(Dataset excerpts)
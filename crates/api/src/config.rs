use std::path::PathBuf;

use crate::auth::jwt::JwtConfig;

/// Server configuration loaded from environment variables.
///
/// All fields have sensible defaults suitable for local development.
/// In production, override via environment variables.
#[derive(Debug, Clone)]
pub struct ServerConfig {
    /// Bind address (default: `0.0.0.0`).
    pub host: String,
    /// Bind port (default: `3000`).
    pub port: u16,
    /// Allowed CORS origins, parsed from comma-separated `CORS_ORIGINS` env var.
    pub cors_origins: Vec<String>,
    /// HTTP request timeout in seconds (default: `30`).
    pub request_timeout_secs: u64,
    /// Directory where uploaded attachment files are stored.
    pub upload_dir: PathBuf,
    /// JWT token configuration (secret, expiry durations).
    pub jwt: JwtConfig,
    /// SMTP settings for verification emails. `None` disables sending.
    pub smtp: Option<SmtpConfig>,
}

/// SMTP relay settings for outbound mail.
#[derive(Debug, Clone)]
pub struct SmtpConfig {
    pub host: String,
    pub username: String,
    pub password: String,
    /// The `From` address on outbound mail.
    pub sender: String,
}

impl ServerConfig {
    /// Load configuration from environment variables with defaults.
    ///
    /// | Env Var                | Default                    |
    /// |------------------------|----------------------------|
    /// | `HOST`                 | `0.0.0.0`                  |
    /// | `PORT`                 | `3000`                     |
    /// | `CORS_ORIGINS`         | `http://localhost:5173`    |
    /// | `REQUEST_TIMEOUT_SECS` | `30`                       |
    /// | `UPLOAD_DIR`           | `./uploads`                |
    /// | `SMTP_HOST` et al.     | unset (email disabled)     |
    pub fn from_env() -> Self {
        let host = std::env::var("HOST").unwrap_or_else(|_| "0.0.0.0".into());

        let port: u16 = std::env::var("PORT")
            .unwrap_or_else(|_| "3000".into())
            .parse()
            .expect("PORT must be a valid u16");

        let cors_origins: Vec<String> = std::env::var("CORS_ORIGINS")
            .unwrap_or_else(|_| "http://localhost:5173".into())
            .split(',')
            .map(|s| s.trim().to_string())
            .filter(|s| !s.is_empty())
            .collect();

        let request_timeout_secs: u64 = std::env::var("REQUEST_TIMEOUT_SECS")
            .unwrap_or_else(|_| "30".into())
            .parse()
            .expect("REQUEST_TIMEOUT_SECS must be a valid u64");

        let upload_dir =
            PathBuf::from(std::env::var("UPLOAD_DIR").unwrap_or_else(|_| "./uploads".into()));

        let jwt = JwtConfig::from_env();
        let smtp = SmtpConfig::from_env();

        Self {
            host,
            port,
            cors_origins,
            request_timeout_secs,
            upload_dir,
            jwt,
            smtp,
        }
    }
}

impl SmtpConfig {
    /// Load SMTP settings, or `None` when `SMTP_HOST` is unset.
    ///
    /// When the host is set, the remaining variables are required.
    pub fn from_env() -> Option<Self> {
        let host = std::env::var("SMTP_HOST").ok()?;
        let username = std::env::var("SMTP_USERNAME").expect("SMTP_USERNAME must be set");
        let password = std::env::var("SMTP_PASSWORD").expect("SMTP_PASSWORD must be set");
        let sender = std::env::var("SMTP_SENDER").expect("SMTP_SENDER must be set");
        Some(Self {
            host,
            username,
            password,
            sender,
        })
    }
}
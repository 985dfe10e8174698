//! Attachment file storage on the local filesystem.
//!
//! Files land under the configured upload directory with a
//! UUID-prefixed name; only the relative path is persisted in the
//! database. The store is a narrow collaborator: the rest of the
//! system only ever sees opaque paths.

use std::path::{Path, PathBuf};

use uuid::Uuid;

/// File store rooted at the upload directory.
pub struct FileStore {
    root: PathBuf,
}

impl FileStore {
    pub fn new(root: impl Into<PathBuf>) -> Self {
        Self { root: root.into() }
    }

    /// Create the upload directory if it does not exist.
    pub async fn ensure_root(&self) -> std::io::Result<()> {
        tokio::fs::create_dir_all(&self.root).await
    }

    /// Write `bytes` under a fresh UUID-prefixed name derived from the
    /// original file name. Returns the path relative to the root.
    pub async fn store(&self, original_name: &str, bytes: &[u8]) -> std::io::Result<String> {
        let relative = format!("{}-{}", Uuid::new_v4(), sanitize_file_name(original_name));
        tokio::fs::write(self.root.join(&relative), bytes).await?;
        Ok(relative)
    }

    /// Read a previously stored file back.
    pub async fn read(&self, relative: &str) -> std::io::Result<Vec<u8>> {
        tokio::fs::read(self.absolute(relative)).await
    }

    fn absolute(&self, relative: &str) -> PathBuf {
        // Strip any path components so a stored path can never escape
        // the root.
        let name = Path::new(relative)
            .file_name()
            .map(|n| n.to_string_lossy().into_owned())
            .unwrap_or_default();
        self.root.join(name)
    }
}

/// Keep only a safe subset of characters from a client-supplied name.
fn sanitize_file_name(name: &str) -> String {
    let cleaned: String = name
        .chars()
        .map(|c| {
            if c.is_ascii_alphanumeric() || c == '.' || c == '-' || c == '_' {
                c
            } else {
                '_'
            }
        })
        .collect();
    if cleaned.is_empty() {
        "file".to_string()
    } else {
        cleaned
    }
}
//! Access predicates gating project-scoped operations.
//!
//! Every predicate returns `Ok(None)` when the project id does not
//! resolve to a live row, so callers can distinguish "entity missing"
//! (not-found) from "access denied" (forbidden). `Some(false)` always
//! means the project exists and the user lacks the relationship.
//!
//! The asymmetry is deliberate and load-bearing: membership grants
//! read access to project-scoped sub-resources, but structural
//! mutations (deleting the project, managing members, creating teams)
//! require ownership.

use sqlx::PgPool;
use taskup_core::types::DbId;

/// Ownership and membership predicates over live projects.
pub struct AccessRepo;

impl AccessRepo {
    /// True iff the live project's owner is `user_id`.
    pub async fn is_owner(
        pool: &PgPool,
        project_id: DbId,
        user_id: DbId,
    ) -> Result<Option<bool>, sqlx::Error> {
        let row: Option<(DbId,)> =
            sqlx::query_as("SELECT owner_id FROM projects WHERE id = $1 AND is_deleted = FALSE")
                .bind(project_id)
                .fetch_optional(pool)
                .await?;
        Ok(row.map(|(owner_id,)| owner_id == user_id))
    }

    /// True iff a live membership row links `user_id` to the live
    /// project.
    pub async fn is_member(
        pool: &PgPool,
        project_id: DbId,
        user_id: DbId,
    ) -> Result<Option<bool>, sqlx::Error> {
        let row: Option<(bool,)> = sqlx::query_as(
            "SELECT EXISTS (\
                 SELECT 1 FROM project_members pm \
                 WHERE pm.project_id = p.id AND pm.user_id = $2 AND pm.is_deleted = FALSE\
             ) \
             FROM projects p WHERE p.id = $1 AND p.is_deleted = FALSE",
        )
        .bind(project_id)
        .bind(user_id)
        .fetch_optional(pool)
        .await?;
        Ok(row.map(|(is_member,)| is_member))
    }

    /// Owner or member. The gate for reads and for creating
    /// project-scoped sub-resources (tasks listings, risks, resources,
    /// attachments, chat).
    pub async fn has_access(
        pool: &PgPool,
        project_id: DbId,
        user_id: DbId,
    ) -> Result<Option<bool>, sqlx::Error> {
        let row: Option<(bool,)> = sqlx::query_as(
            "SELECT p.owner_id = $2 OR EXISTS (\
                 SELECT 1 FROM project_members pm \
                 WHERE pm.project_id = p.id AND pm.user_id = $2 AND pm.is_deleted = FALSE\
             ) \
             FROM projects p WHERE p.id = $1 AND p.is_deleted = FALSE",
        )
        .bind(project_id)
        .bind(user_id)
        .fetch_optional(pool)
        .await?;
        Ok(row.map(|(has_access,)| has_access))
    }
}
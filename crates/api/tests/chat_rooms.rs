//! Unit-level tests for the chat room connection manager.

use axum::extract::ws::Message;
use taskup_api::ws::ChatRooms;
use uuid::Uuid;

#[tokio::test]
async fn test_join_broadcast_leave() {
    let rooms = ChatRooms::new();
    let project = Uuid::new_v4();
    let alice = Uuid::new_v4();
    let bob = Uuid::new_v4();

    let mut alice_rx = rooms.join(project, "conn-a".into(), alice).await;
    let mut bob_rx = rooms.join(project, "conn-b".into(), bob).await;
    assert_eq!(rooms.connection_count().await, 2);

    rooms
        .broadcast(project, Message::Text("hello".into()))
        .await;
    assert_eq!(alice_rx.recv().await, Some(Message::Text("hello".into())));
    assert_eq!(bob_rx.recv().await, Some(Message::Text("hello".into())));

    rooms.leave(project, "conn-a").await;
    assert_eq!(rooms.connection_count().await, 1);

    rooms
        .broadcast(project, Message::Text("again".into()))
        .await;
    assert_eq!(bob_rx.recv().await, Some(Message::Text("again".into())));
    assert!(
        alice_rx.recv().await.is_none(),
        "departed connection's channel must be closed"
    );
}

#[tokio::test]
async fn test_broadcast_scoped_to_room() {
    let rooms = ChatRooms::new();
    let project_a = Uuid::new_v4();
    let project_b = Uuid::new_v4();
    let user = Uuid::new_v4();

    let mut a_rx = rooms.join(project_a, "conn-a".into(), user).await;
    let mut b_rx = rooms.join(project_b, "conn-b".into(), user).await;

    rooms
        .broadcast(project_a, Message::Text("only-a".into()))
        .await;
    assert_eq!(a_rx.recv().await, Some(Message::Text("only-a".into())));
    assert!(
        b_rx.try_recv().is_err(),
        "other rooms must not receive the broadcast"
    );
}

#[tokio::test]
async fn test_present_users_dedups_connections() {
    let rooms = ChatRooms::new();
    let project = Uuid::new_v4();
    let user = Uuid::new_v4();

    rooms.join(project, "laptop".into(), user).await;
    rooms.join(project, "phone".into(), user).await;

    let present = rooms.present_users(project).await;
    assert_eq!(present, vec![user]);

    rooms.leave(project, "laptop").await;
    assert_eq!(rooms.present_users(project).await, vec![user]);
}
(End Dataset excerpts)
• [Activity] From the start of the data to the line that holds "for local development.", retype each line exactly, with both ends included.

• [Solution]
filename crates/api/src/config.rs
use std::path::PathBuf;

use crate::auth::jwt::JwtConfig;

/// Server configuration loaded from environment variables.
///
/// All fields have sensible defaults suitable for local development.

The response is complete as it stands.